[LISTED ENTRIES — start]

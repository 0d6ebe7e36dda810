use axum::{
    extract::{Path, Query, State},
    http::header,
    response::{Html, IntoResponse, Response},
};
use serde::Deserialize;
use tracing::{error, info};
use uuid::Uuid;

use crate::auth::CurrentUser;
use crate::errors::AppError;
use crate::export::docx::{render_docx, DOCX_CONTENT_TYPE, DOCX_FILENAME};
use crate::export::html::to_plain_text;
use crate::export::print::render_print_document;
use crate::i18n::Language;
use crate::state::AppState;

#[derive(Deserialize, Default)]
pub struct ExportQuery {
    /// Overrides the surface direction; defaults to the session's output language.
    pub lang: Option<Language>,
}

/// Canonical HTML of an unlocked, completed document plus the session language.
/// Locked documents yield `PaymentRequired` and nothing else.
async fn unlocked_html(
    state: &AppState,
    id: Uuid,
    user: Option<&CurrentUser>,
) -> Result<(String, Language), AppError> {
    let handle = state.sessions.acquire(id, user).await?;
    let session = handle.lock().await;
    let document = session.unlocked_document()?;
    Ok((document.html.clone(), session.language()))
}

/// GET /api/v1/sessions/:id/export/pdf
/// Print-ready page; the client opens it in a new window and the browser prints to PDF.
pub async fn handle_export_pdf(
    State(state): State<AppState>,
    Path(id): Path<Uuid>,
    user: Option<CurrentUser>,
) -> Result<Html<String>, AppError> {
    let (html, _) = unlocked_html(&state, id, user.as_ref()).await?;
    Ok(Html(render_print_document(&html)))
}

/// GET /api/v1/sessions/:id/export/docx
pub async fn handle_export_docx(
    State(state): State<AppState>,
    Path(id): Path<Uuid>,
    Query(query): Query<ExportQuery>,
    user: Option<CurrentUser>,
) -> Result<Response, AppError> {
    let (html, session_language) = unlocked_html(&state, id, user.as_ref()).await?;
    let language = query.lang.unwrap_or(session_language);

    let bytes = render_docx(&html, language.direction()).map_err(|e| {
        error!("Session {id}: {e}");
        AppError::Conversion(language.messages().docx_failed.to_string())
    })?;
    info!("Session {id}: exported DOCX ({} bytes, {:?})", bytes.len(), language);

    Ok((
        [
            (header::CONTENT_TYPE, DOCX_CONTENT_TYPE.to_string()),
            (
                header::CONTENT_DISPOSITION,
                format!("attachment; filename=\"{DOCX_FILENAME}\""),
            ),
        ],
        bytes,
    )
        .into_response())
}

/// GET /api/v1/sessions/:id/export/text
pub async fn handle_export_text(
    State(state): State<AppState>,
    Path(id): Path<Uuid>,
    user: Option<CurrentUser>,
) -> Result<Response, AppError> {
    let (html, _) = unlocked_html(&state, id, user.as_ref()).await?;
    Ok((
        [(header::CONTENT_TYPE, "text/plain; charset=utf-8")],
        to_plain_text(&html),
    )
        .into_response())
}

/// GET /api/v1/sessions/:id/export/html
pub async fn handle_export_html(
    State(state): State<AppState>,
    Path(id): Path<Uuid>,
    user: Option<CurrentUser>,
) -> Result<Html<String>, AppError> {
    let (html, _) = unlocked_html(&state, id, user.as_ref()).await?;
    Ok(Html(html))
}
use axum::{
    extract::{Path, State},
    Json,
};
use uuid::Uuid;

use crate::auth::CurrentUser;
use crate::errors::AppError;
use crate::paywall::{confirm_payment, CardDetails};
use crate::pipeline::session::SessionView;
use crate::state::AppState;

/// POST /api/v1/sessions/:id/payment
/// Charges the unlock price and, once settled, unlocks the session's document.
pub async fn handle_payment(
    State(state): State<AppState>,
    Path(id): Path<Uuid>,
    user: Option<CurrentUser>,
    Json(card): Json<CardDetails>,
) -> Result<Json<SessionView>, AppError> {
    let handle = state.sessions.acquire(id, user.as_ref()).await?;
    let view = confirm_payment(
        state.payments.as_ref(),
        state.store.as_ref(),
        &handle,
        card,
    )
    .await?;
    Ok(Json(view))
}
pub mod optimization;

[LISTED ENTRIES — finish]
[LISTED ENTRIES — start]

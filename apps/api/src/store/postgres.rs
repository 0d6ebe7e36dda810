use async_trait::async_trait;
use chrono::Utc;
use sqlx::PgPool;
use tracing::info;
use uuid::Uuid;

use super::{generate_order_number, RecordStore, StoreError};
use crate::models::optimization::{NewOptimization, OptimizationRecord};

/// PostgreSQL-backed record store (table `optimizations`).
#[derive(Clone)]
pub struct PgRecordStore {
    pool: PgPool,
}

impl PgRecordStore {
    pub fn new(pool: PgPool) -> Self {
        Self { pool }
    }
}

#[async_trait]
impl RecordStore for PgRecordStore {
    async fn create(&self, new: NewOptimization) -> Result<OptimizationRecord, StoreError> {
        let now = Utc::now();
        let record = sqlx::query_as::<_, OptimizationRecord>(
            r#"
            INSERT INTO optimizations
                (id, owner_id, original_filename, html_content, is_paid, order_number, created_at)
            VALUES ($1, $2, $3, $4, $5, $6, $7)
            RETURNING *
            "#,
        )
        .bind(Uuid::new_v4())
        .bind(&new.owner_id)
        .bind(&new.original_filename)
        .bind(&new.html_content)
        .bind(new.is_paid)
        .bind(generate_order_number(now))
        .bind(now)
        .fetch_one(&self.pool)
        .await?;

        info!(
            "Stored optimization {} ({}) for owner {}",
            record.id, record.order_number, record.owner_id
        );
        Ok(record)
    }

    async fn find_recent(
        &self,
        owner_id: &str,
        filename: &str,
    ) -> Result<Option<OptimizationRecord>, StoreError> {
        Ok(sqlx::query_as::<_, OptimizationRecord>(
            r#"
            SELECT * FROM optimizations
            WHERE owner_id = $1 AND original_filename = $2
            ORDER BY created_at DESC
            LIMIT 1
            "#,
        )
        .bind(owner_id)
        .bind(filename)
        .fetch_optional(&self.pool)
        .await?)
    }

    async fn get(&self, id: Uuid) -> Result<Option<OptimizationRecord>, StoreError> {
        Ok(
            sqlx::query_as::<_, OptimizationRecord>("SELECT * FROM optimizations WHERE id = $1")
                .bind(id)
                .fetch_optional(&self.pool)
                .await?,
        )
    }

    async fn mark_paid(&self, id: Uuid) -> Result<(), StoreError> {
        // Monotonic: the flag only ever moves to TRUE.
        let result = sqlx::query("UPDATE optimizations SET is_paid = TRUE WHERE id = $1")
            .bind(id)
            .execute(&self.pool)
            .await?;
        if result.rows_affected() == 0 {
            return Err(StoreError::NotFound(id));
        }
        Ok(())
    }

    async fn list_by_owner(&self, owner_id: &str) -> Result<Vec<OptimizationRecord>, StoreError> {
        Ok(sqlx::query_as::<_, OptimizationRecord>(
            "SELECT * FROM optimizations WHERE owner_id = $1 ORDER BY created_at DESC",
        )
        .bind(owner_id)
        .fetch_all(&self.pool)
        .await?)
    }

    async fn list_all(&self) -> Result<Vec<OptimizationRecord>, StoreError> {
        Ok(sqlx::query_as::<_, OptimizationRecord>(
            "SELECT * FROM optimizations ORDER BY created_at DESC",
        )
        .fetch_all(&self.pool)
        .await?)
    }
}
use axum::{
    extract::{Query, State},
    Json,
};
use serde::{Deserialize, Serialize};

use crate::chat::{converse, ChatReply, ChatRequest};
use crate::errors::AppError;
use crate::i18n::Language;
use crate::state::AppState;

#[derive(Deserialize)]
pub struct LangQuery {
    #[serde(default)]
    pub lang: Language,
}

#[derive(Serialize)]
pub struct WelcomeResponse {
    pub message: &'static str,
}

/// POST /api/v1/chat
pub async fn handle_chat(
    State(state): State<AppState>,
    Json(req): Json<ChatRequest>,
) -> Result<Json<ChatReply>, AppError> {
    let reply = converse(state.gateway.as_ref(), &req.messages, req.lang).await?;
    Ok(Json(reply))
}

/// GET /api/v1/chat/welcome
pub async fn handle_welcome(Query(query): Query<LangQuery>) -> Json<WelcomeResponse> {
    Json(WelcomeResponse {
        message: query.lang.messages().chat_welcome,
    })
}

[LISTED ENTRIES — finish]
[LISTED ENTRIES — start]

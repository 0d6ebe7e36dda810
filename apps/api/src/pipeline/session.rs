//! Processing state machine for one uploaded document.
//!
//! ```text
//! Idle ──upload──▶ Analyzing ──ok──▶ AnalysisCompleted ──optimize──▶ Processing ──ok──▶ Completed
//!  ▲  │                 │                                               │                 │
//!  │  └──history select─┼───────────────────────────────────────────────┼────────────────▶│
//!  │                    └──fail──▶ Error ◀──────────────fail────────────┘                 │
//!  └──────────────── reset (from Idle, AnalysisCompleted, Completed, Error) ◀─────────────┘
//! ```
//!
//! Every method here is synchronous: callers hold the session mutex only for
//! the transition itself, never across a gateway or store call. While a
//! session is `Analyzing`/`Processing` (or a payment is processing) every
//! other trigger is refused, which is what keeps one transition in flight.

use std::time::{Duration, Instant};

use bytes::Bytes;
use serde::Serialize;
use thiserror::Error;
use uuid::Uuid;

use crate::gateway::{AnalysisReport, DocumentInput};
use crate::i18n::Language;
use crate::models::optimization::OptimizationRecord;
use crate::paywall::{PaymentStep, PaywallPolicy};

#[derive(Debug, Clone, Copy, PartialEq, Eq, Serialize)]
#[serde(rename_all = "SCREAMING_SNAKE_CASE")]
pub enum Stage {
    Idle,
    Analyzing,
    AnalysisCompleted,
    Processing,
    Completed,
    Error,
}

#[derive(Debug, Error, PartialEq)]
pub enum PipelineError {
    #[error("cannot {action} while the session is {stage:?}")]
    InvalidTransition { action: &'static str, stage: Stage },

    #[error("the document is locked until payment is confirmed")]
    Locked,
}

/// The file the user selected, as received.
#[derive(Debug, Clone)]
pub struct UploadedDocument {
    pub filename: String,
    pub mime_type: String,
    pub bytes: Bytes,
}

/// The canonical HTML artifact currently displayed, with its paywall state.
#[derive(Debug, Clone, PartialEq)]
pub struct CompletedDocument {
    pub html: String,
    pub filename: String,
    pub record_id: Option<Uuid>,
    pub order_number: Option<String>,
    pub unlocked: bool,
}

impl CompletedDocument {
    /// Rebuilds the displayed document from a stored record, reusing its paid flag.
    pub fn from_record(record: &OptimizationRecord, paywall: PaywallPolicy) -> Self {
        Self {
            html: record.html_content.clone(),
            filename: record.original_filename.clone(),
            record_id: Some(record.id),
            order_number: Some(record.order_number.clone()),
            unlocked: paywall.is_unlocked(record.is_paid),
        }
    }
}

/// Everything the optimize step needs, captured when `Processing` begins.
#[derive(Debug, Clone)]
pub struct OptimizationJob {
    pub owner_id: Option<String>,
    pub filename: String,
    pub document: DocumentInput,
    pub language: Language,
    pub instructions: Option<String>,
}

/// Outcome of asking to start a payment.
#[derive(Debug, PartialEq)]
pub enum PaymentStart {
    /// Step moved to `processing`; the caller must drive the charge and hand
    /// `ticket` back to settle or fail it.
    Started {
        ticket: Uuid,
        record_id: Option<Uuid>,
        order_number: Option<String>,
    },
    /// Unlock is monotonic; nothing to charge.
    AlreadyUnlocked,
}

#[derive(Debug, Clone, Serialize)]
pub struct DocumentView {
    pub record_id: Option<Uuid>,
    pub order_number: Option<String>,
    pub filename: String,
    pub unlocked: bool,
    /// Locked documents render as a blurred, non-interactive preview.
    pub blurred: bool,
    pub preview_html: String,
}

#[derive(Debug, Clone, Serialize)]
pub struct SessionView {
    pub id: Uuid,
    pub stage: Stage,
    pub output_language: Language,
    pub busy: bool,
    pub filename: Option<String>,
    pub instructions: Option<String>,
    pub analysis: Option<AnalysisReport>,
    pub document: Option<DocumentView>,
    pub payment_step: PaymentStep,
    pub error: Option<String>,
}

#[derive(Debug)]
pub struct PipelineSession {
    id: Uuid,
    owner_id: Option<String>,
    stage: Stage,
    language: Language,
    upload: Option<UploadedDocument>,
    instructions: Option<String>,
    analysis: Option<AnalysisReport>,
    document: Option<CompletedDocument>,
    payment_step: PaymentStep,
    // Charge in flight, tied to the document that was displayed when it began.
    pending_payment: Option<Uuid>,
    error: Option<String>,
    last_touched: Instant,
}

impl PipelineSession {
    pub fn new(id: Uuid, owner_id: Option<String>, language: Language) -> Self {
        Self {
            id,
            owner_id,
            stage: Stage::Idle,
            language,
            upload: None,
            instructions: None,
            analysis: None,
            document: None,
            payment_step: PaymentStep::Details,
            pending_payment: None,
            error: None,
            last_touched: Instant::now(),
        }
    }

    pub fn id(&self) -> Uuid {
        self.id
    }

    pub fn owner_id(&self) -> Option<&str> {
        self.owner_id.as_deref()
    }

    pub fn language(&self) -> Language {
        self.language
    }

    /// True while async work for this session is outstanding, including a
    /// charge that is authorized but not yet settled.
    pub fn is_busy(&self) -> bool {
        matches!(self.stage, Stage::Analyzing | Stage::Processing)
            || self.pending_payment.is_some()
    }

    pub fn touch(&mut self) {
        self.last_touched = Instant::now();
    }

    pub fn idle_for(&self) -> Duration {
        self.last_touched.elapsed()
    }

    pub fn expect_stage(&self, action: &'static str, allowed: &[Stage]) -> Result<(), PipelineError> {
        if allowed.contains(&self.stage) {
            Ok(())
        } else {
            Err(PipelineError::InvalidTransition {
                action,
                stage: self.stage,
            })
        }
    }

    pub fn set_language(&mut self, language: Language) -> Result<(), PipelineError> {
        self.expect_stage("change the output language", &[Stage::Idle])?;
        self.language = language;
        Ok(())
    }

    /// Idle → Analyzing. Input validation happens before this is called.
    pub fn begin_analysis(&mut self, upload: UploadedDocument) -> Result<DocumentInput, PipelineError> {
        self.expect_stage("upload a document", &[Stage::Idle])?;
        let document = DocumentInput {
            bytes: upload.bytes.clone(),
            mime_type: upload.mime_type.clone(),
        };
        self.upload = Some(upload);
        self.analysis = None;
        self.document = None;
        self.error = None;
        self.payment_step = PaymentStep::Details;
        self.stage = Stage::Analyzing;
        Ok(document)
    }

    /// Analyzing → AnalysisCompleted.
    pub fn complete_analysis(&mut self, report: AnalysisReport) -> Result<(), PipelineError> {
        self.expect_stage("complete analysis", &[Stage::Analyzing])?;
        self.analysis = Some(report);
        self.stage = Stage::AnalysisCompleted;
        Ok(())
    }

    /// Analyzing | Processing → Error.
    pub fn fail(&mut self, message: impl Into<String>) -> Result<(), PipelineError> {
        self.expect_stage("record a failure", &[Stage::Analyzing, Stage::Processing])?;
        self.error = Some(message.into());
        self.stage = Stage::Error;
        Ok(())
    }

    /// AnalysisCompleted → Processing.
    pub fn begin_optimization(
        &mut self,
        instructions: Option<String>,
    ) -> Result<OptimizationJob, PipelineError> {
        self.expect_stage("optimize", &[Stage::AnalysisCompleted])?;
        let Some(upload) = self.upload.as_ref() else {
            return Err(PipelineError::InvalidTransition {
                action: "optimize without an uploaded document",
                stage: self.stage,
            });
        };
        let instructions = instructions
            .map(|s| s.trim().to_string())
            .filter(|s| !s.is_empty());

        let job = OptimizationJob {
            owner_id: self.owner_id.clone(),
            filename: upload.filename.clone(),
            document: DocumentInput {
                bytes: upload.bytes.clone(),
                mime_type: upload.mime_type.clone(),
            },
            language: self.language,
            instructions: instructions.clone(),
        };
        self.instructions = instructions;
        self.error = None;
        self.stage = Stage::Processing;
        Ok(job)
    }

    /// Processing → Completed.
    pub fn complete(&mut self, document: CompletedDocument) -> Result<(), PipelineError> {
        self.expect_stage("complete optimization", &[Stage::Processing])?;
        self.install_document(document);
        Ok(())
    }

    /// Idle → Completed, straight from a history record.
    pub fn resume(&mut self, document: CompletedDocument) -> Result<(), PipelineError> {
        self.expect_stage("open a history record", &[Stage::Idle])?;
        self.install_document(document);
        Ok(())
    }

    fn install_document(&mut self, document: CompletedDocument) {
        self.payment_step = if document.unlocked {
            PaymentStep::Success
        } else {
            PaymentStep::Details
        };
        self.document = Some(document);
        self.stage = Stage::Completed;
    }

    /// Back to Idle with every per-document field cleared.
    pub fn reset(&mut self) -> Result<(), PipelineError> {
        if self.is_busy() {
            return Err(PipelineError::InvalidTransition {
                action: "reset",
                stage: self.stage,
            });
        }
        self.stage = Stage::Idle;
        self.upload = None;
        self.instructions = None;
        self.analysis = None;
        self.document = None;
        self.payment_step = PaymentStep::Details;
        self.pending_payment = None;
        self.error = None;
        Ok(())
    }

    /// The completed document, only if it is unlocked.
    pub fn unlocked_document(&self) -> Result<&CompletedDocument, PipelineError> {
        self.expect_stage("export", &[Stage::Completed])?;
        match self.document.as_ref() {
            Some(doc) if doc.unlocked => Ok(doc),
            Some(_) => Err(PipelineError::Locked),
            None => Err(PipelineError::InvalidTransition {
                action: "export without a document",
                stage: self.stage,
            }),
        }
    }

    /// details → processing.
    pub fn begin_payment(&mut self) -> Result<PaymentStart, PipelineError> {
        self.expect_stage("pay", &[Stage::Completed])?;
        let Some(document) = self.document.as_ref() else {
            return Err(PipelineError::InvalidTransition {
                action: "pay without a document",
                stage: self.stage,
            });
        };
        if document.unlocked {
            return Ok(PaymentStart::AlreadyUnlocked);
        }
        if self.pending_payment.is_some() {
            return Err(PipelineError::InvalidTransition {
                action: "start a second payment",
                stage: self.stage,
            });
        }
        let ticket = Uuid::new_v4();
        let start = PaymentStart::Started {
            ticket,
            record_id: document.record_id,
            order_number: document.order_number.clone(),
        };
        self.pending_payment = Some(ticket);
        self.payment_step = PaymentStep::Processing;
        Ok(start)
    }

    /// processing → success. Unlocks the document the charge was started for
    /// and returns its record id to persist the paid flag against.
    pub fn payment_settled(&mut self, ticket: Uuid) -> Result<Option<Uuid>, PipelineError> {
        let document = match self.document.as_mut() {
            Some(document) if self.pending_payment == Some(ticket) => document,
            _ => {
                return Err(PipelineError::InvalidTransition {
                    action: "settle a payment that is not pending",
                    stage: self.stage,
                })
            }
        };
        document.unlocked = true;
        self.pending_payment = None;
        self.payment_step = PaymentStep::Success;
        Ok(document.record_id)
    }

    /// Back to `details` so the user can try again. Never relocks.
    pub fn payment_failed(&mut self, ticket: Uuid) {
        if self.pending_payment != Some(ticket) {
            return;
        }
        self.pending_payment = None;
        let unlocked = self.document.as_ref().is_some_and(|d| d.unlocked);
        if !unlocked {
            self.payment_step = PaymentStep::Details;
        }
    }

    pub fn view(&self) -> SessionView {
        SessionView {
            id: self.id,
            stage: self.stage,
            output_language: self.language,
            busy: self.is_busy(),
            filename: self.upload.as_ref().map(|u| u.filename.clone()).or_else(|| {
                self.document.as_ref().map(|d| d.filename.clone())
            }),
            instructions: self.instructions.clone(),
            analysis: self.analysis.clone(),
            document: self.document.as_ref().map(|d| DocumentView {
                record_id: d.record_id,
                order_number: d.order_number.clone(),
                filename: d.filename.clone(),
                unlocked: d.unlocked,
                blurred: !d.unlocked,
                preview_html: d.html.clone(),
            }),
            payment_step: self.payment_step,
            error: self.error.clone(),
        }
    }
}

[LISTED ENTRIES — finish]

• WHAT YOU WILL DO: When a line in the material above includes "sessions", report that line by copying it.

• EXERCISE SOLUTION:
    let handle = state.sessions.acquire(id, user).await?;
/// GET /api/v1/sessions/:id/export/pdf
/// GET /api/v1/sessions/:id/export/docx
/// GET /api/v1/sessions/:id/export/text
/// GET /api/v1/sessions/:id/export/html
/// POST /api/v1/sessions/:id/payment
    let handle = state.sessions.acquire(id, user.as_ref()).await?;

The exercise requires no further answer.